Source data:
_ _ _ _ _

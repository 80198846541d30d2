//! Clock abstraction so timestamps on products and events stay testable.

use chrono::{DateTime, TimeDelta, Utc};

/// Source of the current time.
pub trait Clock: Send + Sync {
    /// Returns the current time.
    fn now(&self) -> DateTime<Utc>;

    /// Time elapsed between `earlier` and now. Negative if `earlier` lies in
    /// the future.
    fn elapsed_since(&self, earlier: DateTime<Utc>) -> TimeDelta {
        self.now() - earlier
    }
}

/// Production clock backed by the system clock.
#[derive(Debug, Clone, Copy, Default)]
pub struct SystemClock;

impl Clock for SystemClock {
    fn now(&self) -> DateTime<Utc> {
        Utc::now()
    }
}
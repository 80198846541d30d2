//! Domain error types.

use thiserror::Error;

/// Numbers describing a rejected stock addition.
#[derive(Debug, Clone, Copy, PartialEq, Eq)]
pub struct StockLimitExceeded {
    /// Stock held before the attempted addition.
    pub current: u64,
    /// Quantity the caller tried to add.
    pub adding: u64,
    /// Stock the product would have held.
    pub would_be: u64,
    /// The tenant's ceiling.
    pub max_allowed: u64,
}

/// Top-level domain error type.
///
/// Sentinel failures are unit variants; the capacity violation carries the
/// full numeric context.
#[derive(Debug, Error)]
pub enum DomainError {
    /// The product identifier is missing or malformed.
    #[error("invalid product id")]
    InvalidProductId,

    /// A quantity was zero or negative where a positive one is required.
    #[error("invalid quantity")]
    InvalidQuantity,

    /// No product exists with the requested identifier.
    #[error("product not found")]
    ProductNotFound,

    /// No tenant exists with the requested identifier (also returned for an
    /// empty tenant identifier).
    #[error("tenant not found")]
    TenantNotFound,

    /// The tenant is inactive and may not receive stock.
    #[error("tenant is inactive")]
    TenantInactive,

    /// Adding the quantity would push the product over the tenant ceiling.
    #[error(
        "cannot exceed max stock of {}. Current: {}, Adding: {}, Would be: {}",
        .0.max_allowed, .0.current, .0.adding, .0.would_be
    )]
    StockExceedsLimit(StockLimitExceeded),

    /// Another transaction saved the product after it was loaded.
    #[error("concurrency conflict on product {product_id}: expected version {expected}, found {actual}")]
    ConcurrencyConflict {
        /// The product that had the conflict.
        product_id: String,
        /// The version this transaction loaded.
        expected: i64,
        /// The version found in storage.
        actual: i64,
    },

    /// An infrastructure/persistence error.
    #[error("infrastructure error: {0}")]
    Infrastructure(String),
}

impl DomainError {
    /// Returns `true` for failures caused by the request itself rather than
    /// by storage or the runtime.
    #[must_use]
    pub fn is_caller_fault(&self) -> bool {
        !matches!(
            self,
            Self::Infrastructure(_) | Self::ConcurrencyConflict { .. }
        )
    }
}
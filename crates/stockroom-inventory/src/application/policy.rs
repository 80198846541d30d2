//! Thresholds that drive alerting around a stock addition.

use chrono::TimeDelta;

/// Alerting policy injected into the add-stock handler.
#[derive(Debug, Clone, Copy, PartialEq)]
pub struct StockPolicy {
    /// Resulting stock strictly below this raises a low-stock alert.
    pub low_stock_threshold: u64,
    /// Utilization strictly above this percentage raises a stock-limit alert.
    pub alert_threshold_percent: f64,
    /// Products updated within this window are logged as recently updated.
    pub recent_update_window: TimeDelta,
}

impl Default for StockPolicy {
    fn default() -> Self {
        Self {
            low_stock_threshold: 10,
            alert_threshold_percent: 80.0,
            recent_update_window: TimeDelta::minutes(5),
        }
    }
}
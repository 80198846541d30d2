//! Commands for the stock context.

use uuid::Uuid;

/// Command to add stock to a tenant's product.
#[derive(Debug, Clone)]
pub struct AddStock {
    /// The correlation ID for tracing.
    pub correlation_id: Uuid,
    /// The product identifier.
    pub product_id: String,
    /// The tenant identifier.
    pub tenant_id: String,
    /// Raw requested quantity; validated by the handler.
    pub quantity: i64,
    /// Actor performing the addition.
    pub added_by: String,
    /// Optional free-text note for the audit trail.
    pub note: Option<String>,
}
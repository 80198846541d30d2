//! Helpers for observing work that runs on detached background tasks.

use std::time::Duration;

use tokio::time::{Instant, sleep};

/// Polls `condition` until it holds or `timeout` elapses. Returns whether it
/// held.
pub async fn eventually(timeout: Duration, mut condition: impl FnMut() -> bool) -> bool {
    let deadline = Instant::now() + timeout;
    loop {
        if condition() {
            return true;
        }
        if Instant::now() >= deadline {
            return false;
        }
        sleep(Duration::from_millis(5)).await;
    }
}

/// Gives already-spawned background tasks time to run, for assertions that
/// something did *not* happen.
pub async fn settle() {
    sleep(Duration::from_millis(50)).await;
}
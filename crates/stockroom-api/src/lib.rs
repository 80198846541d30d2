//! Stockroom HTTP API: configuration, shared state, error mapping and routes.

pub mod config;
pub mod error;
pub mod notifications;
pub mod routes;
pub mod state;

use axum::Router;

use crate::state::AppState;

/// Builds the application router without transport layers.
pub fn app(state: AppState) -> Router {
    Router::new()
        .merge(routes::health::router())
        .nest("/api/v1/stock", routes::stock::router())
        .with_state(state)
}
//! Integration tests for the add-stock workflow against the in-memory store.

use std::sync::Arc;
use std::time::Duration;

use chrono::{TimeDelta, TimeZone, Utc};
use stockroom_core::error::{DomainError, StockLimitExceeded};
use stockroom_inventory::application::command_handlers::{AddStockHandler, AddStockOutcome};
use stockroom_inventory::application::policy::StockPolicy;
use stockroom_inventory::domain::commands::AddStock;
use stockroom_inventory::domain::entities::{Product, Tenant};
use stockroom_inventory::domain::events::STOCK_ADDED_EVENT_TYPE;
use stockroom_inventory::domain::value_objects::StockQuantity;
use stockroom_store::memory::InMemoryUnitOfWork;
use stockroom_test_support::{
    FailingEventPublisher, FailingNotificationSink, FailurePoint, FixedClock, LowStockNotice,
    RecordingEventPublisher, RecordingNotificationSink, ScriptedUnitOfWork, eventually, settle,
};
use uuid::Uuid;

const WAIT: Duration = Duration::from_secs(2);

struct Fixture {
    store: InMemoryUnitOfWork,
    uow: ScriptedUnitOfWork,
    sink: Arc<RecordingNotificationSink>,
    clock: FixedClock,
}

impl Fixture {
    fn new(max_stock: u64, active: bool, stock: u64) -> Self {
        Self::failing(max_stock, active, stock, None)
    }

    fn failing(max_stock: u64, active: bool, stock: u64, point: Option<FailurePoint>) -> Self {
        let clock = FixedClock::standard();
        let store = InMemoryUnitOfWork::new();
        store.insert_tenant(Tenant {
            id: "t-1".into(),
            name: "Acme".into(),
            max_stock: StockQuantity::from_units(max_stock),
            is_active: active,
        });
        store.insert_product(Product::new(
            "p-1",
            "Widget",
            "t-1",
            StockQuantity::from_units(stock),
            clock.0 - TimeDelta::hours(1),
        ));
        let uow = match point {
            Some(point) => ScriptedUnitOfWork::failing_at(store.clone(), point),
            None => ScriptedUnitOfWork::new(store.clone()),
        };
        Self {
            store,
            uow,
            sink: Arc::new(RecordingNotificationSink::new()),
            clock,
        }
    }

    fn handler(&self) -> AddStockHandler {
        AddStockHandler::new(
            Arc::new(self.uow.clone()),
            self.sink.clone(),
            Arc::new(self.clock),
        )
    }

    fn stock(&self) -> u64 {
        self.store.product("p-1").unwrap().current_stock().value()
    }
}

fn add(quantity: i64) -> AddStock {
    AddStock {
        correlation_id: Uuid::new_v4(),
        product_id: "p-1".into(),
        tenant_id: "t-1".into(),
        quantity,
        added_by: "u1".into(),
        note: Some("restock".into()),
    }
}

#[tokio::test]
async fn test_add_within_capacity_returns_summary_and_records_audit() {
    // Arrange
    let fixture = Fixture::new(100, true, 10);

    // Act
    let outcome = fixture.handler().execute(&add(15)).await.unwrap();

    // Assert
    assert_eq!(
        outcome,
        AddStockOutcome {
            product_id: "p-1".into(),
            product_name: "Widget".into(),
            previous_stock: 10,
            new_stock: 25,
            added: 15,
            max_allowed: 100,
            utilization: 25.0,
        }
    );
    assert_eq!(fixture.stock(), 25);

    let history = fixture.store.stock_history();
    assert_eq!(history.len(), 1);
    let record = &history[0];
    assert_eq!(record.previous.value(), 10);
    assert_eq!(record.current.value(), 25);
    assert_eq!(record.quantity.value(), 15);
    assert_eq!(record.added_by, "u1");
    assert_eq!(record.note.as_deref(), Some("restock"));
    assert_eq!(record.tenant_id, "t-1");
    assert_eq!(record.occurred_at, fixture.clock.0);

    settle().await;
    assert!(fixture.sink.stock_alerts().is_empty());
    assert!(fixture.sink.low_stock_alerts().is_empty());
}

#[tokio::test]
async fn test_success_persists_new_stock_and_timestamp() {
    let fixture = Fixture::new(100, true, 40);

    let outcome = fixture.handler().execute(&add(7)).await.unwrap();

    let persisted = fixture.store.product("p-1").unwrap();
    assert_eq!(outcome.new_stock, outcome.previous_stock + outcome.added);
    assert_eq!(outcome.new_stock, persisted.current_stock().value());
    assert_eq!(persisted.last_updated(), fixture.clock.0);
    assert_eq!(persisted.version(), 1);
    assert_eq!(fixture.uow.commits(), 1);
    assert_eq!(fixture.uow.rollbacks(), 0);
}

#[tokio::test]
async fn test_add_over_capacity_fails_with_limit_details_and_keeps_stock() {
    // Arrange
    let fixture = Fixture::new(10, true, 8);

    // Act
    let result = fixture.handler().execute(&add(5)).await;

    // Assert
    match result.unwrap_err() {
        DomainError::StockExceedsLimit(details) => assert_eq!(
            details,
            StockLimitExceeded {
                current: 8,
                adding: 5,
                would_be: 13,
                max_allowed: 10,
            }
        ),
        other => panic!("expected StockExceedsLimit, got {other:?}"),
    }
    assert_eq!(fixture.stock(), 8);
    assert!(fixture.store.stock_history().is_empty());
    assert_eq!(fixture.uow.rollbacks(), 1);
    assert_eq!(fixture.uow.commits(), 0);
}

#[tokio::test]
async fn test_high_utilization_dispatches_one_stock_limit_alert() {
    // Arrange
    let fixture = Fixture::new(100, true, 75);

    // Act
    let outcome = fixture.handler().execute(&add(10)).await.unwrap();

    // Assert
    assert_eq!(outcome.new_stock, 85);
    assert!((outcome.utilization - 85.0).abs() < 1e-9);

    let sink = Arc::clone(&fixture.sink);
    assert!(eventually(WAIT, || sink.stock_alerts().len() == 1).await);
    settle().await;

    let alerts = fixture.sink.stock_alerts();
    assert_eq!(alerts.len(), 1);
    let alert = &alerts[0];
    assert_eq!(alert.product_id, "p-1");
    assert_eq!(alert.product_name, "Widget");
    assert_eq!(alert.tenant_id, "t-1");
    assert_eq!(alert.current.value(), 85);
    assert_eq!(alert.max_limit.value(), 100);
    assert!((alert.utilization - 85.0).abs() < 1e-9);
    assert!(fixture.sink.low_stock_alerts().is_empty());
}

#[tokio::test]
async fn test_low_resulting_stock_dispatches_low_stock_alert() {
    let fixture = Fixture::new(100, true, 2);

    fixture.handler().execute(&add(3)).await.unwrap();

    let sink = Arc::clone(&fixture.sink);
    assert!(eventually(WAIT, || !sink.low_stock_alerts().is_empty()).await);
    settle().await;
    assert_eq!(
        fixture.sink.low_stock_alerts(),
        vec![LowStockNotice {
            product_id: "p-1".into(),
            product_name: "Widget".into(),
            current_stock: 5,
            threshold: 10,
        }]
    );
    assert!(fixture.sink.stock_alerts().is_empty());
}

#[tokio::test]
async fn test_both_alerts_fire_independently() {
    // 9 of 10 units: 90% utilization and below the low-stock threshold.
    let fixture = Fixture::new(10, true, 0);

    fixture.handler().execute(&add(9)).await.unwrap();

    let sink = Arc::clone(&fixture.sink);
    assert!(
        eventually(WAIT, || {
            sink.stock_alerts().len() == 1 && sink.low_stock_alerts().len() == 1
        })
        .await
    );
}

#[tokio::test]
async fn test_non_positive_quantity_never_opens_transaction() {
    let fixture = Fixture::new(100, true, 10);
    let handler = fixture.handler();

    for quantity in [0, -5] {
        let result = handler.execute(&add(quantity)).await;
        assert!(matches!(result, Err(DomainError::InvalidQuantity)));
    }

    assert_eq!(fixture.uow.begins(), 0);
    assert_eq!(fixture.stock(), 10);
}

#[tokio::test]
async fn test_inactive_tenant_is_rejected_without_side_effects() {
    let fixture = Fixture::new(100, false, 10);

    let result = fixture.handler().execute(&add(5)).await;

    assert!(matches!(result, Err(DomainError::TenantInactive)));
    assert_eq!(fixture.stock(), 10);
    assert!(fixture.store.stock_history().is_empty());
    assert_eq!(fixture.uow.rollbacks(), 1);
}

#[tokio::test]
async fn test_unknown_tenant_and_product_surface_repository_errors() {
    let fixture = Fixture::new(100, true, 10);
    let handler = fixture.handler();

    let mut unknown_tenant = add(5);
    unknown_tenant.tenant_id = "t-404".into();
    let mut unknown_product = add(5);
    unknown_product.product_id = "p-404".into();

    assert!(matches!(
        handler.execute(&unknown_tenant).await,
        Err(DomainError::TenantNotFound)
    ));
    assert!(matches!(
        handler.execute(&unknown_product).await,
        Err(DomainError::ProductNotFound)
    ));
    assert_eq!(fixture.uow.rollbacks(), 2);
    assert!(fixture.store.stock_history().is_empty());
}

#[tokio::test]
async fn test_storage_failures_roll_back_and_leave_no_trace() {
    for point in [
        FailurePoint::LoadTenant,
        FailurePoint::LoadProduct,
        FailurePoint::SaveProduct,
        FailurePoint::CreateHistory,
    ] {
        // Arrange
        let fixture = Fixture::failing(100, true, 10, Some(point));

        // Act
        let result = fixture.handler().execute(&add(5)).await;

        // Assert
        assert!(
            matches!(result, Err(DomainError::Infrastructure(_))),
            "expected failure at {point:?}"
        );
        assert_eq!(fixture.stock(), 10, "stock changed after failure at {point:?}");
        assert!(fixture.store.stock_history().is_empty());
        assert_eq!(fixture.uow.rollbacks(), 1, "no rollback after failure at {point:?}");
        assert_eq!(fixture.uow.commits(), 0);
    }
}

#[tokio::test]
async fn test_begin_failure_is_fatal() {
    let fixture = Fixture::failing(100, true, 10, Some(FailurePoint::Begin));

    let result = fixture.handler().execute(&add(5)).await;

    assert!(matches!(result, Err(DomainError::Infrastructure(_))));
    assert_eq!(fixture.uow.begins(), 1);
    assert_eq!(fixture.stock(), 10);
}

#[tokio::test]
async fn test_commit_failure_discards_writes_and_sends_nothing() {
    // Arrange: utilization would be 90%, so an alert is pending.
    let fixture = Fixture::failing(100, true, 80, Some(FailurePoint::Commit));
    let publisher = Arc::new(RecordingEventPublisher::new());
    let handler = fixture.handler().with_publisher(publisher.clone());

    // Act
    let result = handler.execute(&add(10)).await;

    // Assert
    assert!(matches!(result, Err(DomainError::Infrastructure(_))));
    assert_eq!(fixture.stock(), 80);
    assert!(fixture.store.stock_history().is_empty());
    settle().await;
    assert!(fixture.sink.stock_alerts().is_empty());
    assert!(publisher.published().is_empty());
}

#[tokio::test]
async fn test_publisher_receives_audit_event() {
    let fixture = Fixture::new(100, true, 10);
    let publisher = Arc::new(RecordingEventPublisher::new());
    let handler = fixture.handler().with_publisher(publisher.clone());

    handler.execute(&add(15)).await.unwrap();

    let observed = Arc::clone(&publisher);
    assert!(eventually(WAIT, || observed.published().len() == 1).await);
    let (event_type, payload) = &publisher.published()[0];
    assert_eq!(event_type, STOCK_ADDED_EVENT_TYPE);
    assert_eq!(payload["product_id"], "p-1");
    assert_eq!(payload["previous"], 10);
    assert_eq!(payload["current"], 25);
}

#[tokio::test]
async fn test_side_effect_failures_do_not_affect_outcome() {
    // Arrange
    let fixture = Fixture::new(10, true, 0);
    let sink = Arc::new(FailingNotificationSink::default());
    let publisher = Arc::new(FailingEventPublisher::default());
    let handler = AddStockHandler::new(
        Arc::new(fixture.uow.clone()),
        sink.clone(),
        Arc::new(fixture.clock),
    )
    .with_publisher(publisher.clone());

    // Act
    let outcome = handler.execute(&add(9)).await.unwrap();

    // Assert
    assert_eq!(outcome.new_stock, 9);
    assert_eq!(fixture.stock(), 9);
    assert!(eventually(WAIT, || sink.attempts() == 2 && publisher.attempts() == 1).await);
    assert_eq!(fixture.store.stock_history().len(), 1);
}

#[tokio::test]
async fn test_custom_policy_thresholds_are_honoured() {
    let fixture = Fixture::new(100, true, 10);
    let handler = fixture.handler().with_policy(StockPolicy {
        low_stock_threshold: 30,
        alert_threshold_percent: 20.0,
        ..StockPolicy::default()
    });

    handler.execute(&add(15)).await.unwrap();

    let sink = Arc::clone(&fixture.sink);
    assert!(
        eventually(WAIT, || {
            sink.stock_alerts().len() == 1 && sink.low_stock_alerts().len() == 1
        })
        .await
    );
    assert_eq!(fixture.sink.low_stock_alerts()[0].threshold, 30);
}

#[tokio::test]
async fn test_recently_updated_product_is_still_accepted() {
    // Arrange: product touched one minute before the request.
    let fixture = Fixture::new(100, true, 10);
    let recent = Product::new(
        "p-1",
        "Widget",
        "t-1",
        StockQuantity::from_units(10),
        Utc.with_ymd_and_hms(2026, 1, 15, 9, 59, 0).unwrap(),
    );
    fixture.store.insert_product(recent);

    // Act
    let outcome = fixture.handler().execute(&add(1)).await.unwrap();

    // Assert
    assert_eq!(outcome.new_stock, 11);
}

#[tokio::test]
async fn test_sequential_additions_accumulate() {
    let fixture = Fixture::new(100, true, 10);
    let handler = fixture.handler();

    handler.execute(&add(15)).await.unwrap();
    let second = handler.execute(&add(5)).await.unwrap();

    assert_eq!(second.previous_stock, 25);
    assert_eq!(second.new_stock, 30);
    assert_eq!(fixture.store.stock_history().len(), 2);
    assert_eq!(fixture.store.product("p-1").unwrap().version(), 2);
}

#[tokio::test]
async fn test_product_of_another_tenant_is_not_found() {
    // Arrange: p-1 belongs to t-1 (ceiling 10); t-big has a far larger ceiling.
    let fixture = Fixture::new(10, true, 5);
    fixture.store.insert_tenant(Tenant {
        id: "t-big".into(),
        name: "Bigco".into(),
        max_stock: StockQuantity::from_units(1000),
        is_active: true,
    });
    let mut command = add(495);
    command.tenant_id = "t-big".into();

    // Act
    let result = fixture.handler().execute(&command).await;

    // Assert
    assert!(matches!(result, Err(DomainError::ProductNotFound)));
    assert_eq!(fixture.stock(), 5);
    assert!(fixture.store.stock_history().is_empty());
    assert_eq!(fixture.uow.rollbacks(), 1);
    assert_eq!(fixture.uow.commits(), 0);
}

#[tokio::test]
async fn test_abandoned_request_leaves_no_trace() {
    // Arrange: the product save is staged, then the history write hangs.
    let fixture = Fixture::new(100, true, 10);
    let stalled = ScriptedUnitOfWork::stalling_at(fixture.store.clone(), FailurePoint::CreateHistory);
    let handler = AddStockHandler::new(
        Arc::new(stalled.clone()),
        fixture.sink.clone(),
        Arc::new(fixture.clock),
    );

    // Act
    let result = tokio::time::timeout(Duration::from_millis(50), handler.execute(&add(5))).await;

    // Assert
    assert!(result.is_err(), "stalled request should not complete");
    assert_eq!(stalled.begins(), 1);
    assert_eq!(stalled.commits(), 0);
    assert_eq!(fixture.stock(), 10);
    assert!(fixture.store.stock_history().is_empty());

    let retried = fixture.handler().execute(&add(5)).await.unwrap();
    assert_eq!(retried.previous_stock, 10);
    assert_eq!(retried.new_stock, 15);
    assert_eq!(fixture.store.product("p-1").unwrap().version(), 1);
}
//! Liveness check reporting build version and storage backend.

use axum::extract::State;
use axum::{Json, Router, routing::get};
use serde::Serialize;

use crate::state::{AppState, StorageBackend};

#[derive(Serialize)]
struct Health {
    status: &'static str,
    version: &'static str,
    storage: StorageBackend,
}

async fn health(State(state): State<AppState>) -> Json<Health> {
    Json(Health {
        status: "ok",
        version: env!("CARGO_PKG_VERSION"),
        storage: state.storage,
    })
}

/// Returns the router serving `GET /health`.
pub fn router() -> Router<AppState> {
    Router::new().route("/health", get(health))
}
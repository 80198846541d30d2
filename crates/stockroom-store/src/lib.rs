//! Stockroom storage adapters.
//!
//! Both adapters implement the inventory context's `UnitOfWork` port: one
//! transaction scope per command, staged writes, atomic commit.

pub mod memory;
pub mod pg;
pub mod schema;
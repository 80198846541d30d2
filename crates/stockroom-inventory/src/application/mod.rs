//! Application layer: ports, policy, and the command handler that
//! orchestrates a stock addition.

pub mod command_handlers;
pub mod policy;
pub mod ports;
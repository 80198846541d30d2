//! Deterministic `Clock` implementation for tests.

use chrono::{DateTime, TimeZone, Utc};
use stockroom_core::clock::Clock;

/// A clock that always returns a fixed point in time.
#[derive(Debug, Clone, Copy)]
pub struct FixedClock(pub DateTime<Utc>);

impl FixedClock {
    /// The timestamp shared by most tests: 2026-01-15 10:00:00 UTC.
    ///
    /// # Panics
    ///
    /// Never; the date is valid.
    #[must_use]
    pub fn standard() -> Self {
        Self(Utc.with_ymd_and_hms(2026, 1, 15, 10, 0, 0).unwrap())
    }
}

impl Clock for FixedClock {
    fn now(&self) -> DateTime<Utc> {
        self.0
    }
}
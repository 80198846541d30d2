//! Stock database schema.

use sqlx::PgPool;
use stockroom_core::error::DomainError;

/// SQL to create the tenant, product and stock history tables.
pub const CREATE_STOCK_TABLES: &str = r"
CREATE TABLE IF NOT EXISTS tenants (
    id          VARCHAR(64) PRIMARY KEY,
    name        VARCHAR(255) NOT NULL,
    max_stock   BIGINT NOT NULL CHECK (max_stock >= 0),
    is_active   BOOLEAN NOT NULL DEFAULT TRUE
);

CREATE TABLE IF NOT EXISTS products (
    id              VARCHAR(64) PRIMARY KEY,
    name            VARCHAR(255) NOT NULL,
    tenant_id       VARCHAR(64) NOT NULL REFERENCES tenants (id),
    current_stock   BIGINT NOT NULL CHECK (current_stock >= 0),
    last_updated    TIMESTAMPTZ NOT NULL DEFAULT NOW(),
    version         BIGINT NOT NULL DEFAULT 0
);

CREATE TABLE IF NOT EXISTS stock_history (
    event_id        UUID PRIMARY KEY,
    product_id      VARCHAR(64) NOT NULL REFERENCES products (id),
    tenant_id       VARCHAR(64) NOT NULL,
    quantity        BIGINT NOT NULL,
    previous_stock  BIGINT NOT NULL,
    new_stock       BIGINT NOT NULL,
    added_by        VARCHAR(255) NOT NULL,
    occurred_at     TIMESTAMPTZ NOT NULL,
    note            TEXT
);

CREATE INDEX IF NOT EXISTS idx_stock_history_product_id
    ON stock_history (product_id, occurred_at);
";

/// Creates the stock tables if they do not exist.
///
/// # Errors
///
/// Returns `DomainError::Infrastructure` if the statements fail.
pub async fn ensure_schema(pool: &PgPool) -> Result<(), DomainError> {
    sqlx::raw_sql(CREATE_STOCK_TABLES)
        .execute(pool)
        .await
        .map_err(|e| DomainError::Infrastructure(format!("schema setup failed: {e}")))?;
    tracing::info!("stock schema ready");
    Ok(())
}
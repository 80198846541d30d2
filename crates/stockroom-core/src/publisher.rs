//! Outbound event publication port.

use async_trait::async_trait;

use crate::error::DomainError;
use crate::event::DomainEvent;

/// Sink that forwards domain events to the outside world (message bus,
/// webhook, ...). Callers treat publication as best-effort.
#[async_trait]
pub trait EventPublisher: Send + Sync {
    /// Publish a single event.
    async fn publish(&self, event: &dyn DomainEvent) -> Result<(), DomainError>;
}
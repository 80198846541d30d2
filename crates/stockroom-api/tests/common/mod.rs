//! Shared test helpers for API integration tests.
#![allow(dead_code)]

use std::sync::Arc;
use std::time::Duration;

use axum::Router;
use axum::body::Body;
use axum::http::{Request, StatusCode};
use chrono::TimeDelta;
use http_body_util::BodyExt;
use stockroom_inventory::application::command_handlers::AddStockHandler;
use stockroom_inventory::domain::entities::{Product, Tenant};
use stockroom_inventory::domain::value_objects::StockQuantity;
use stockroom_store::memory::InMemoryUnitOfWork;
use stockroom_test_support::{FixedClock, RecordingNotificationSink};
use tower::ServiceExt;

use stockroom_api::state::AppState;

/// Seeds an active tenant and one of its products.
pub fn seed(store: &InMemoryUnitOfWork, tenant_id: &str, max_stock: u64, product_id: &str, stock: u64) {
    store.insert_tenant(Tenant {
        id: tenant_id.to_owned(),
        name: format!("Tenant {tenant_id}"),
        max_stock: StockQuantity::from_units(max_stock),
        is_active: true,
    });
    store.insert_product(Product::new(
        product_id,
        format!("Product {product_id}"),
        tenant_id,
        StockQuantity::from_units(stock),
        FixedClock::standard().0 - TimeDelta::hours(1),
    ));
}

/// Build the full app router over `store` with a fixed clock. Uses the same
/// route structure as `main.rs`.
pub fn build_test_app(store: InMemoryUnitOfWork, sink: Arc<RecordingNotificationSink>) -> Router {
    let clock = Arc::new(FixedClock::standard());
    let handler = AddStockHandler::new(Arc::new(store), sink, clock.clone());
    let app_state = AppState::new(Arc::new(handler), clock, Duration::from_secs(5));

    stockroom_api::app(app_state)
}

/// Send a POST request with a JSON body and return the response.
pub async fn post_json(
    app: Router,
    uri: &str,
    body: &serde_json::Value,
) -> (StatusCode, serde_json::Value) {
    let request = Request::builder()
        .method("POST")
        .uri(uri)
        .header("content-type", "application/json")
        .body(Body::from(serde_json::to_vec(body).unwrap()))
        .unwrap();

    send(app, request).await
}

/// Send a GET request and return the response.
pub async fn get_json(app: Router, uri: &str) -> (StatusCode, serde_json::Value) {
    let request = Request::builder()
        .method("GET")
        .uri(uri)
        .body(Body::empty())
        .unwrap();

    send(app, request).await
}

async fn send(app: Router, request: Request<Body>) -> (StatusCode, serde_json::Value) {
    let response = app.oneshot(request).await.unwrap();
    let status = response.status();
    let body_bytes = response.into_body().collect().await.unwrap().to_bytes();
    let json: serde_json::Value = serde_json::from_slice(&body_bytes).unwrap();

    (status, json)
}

_ _ _ _ _

● Exercise description
Please copy every line of the records above in which "Serialize" appears.

● The completed task
use serde::Serialize;
#[derive(Serialize)]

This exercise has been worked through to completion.